__Exercise requirements__
Pick every line from the data below that contains the string "filename" and copy it.
____ Data for the task
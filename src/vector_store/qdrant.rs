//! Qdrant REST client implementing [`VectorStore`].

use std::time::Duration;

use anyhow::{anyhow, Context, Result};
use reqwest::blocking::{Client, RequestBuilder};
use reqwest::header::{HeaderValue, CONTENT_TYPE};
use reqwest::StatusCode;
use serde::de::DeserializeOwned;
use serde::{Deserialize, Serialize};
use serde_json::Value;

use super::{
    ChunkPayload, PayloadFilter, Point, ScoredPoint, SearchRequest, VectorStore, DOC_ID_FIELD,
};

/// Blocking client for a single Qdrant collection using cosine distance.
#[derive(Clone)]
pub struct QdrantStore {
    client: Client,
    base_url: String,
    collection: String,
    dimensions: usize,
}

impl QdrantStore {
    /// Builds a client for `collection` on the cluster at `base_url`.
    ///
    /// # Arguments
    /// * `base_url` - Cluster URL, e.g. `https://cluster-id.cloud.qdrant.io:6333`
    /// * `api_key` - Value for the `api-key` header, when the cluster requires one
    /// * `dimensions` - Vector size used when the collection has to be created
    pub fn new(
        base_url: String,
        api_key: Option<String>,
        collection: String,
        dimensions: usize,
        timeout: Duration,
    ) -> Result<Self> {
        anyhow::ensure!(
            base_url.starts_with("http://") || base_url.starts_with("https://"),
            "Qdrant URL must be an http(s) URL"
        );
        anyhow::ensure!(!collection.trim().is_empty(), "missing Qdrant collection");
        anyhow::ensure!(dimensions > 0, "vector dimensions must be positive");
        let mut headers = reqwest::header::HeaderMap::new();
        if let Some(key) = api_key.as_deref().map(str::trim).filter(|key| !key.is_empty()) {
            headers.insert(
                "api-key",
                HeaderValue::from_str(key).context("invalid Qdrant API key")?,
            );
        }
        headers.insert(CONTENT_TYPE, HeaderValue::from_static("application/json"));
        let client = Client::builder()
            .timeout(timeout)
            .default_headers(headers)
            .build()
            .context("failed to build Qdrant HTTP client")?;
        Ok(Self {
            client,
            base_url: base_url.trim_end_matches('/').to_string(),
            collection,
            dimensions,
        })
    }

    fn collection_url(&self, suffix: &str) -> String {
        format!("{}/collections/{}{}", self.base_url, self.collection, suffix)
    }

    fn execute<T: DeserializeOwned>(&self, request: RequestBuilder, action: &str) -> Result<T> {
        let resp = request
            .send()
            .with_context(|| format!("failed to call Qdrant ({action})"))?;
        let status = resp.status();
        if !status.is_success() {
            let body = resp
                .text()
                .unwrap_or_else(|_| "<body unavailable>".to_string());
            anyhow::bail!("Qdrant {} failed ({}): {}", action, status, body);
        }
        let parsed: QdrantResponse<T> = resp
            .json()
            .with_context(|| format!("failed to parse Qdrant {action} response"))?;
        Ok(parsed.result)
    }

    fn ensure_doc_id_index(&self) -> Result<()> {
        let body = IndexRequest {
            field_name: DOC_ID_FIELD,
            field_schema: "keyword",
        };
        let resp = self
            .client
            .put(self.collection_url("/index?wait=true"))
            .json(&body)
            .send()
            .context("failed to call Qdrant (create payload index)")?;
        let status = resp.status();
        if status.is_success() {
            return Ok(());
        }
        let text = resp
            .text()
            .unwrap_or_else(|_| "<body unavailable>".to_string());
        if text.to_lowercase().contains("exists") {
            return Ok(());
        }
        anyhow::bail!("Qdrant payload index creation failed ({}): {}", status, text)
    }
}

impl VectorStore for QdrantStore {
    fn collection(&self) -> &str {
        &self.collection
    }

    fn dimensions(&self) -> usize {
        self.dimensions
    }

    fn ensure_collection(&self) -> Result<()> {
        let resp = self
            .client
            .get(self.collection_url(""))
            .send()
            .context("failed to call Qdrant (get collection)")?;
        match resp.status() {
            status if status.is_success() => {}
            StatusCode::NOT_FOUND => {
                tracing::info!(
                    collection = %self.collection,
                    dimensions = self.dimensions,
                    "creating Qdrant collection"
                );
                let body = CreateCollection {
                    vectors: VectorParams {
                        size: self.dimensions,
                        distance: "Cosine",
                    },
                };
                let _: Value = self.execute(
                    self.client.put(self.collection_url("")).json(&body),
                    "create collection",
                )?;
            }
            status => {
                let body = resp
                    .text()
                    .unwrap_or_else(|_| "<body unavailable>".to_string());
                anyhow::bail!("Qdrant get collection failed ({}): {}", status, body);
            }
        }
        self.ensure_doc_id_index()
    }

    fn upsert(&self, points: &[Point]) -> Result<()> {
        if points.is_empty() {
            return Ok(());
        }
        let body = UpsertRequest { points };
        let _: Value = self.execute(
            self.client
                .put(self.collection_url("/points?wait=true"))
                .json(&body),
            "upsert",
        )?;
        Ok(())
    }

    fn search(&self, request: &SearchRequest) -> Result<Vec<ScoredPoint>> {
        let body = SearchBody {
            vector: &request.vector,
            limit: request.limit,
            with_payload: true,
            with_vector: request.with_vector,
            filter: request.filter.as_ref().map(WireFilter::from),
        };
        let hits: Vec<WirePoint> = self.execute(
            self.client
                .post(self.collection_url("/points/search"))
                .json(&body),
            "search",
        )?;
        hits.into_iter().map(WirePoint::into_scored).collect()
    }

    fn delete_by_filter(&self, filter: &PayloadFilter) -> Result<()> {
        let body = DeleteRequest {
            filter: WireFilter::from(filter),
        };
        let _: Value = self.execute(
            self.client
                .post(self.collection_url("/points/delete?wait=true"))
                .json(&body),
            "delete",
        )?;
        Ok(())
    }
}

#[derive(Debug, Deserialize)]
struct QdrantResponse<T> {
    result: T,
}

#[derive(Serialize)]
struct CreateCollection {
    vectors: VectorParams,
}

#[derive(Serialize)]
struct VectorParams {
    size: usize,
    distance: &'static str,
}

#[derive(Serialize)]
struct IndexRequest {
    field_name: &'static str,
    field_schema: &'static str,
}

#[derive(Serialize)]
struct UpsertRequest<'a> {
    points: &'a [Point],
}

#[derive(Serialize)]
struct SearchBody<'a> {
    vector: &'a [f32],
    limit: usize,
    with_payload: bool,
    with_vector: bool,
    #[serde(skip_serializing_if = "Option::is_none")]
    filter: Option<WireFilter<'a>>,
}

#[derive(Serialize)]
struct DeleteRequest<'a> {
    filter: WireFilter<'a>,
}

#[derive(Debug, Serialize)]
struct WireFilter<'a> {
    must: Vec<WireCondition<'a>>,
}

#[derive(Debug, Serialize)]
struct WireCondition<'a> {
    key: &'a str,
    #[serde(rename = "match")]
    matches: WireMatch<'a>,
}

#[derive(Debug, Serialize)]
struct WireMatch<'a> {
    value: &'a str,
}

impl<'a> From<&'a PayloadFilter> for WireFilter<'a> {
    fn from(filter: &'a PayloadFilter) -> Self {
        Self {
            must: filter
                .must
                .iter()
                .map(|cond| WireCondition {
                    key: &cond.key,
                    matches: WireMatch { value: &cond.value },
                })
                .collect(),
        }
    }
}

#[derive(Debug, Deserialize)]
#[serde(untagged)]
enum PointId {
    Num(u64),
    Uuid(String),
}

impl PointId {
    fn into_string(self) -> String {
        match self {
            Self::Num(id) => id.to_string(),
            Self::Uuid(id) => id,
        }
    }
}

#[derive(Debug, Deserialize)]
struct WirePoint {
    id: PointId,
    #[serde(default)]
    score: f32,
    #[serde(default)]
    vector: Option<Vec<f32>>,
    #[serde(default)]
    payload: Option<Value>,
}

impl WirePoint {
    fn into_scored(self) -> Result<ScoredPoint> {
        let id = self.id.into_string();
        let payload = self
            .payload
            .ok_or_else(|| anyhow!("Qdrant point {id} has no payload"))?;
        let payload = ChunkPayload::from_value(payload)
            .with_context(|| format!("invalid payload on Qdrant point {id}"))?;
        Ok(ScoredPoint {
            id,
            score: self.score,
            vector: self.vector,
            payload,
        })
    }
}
________
____ Data for the task
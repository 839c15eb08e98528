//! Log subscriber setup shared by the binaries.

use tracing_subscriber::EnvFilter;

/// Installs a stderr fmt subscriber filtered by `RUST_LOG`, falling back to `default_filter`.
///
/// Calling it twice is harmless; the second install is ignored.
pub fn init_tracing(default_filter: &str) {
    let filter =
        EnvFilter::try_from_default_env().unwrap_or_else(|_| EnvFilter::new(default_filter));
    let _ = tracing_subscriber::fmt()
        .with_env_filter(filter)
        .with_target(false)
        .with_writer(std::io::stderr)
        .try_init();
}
________
____ Data for the task
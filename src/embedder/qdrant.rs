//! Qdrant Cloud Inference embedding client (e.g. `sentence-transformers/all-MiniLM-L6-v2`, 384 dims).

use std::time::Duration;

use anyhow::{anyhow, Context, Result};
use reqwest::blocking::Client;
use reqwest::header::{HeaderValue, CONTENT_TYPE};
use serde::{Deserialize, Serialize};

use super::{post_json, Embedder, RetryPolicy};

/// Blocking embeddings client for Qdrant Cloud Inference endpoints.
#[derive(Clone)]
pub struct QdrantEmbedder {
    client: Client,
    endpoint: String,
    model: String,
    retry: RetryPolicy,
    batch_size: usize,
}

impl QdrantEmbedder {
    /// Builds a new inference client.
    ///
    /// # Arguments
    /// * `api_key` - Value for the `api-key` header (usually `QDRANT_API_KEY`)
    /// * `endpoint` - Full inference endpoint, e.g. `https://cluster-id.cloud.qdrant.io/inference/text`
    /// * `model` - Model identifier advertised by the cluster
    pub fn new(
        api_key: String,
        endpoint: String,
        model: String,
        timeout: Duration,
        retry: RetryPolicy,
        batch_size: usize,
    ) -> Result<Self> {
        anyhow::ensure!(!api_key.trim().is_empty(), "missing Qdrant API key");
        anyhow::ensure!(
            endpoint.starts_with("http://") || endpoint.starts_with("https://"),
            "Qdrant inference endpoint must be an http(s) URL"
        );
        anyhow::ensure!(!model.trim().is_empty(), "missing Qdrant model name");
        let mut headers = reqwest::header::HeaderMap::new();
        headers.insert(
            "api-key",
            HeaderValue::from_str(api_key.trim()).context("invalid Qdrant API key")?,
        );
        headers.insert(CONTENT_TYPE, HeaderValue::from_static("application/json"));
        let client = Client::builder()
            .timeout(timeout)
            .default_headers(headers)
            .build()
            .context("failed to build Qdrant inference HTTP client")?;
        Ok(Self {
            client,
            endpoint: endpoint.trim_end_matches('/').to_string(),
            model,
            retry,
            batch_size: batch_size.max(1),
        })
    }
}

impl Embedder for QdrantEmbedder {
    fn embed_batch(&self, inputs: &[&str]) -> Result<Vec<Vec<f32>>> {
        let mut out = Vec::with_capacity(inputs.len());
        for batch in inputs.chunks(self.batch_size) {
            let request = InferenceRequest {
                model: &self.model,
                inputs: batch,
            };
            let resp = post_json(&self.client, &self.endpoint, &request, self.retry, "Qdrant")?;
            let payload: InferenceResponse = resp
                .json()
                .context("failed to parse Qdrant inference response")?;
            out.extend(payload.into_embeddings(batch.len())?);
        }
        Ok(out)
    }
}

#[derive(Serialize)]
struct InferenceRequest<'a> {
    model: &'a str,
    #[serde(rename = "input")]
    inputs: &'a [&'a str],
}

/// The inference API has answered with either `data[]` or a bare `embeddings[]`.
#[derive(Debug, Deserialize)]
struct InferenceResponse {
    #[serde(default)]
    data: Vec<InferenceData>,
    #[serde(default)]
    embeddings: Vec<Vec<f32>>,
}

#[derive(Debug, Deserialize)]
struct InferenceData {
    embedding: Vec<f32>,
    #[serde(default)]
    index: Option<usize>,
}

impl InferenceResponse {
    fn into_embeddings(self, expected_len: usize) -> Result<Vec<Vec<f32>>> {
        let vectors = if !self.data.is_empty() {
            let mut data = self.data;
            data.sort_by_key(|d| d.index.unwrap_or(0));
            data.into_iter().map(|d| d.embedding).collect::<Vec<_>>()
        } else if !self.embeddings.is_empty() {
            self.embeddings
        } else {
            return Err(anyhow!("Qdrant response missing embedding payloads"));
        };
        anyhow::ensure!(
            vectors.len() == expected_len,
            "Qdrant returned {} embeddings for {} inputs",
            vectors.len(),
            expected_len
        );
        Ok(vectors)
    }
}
________
__Written answer__
filename src/vector_store/qdrant.rs
filename src/embedder/qdrant.rs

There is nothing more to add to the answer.